ArangoDB v3.13 is under development and not released yet. This documentation is not final and potentially incomplete.

HTTP interface for vector indexes

Introduced in: v3.12.4

Create a vector index

POST /_db/{database-name}/_api/index
Creates a vector index for the collection collection-name, if it does not already exist.
Path Parameters
  • The name of the database.

Query Parameters
  • The collection name.

HTTP Headers
    Request Body application/json object
    • A list with exactly one attribute path to specify where the vector embedding is stored in each document. The vector data needs to be populated before creating the index.

      If you want to index another vector embedding attribute, you need to create a separate vector index.

    • Set this option to true to keep the collection/shards available for write operations by not using an exclusive write lock for the duration of the index creation.

    • A user-defined name for the index for easier identification. If not specified, a name is automatically generated.

    • The number of threads to use for indexing. Default: 2

    • The parameters as used by the Faiss library.
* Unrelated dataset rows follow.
//! Load loan scenarios from CSV
//!
//! Expected columns: `ScenarioID,Principal,TermMonths,AnnualRate,ExtraPayment,PenaltyPercent`.
//! The last two may be left blank and default to 0.

use super::{LoanParameters, LoanScenario, RawLoanInputs};
use crate::error::{LoanError, Result};
use csv::Reader;
use std::path::Path;

/// Default scenario file location
pub const DEFAULT_SCENARIOS_PATH: &str = "loan_scenarios.csv";

/// Raw CSV row matching the scenario file columns
#[derive(Debug, serde::Deserialize)]
struct CsvRow {
    #[serde(rename = "ScenarioID")]
    scenario_id: String,
    #[serde(rename = "Principal")]
    principal: Option<f64>,
    #[serde(rename = "TermMonths")]
    term_months: Option<u32>,
    #[serde(rename = "AnnualRate")]
    annual_rate: Option<f64>,
    #[serde(rename = "ExtraPayment", default)]
    extra_payment: Option<f64>,
    #[serde(rename = "PenaltyPercent", default)]
    penalty_percent: Option<f64>,
}

impl CsvRow {
    fn to_scenario(self) -> Result<LoanScenario> {
        check_scenario_id(&self.scenario_id)?;

        let raw = RawLoanInputs {
            principal: self.principal,
            term_months: self.term_months,
            annual_rate_percent: self.annual_rate,
            extra_monthly_payment: self.extra_payment,
            early_payment_penalty_percent: self.penalty_percent,
        };

        let missing = raw.missing_fields();
        if !missing.is_empty() {
            return Err(LoanError::MissingFields(missing));
        }

        let params = raw.clean();
        check_non_negative(&self.scenario_id, &params)?;

        Ok(LoanScenario {
            scenario_id: self.scenario_id,
            params,
        })
    }
}

/// Scenario ids end up in output file names, so only plain name characters are accepted
fn check_scenario_id(scenario_id: &str) -> Result<()> {
    let valid = !scenario_id.is_empty()
        && scenario_id
            .chars()
            .all(|c| c.is_ascii_alphanumeric() || c == '_' || c == '-');
    if valid {
        Ok(())
    } else {
        Err(LoanError::InvalidField {
            field: "ScenarioID".to_string(),
            reason: format!("{:?} may only contain letters, digits, '_' and '-'", scenario_id),
        })
    }
}

fn check_non_negative(scenario_id: &str, params: &LoanParameters) -> Result<()> {
    let fields = [
        ("Principal", params.principal),
        ("AnnualRate", params.annual_rate_percent),
        ("ExtraPayment", params.extra_monthly_payment),
        ("PenaltyPercent", params.early_payment_penalty_percent),
    ];

    for (name, value) in fields {
        if value < 0.0 || !value.is_finite() {
            return Err(LoanError::InvalidField {
                field: format!("{} (scenario {})", name, scenario_id),
                reason: format!("must be a non-negative number, got {}", value),
            });
        }
    }

    if params.early_payment_penalty_percent > 100.0 {
        return Err(LoanError::InvalidField {
            field: format!("PenaltyPercent (scenario {})", scenario_id),
            reason: format!("must not exceed 100, got {}", params.early_payment_penalty_percent),
        });
    }

    Ok(())
}

/// Load all scenarios from a CSV file
pub fn load_scenarios<P: AsRef<Path>>(path: P) -> Result<Vec<LoanScenario>> {
    let mut reader = Reader::from_path(path)?;
    let mut scenarios = Vec::new();

    for result in reader.deserialize() {
        let row: CsvRow = result?;
        scenarios.push(row.to_scenario()?);
    }

    log::debug!("Loaded {} loan scenarios", scenarios.len());
    Ok(scenarios)
}

/// Load scenarios from any reader (e.g., string buffer, stdin)
pub fn load_scenarios_from_reader<R: std::io::Read>(reader: R) -> Result<Vec<LoanScenario>> {
    let mut csv_reader = Reader::from_reader(reader);
    let mut scenarios = Vec::new();

    for result in csv_reader.deserialize() {
        let row: CsvRow = result?;
        scenarios.push(row.to_scenario()?);
    }

    Ok(scenarios)
}

#[cfg(test)]
mod tests {
    use super::*;
    use crate::loan::LoanField;

    const SAMPLE: &str = "\
ScenarioID,Principal,TermMonths,AnnualRate,ExtraPayment,PenaltyPercent
base,100000000,120,5,,
prepay,100000000,120,5,500000,2
short,250000,36,7.5,1000,0
";

    #[test]
    fn test_load_scenarios_from_reader() {
        let scenarios = load_scenarios_from_reader(SAMPLE.as_bytes()).expect("Failed to load scenarios");
        assert_eq!(scenarios.len(), 3);

        let base = &scenarios[0];
        assert_eq!(base.scenario_id, "base");
        assert_eq!(base.params.term_months, 120);
        assert_eq!(base.params.extra_monthly_payment, 0.0);
        assert_eq!(base.params.early_payment_penalty_percent, 0.0);

        let prepay = &scenarios[1];
        assert_eq!(prepay.params.extra_monthly_payment, 500_000.0);
        assert_eq!(prepay.params.early_payment_penalty_percent, 2.0);

        assert_eq!(scenarios[2].params.annual_rate_percent, 7.5);
    }

    #[test]
    fn test_missing_principal_rejected() {
        let data = "\
ScenarioID,Principal,TermMonths,AnnualRate,ExtraPayment,PenaltyPercent
bad,,120,5,,
";
        let err = load_scenarios_from_reader(data.as_bytes()).unwrap_err();
        match err {
            LoanError::MissingFields(fields) => assert_eq!(fields, vec![LoanField::Principal]),
            other => panic!("unexpected error: {}", other),
        }
    }

    #[test]
    fn test_negative_extra_rejected() {
        let data = "\
ScenarioID,Principal,TermMonths,AnnualRate,ExtraPayment,PenaltyPercent
neg,1000,12,5,-10,0
";
        let err = load_scenarios_from_reader(data.as_bytes()).unwrap_err();
        assert!(matches!(err, LoanError::InvalidField { .. }));
    }

    #[test]
    fn test_scenario_id_with_path_rejected() {
        for id in ["../escape", "nested/id", "a\\b", "..", ""] {
            let data = format!(
                "ScenarioID,Principal,TermMonths,AnnualRate,ExtraPayment,PenaltyPercent\n\"{}\",1000,12,5,,\n",
                id
            );
            let err = load_scenarios_from_reader(data.as_bytes()).unwrap_err();
            assert!(
                matches!(&err, LoanError::InvalidField { field, .. } if field == "ScenarioID"),
                "id {:?} gave {}",
                id,
                err
            );
        }
    }

    #[test]
    fn test_zero_rate_is_loaded() {
        let data = "\
ScenarioID,Principal,TermMonths,AnnualRate,ExtraPayment,PenaltyPercent
free,1000,12,0,,
";
        let scenarios = load_scenarios_from_reader(data.as_bytes()).expect("zero rate is a valid input");
        assert!(!scenarios[0].params.is_amortizable());
    }
}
      • How many neighboring centroids to consider for the search results by default. The larger the number, the slower the search but the better the search results. The default is 1. You should generally use a higher value here or per query via the nProbe option of the vector similarity functions.

      • The vector dimension. The attribute to index needs to have this many elements in the array that stores the vector embedding.

      • You can specify an index factory string that is forwarded to the underlying Faiss library, allowing you to combine different advanced options. Examples:

        • "IVF100_HNSW10,Flat"
        • "IVF100,SQ4"
        • "IVF10_HNSW5,Flat"
        • "IVF100_HNSW5,PQ256x16" The base index must be an inverted file (IVF) to work with ArangoDB. If you don’t specify an index factory, the value is equivalent to IVF<nLists>,Flat. For more information on how to create these custom indexes, see the Faiss Wiki .

      • Possible values: "cosine", "l2"

        Whether to use cosine or l2 (Euclidean) distance calculation.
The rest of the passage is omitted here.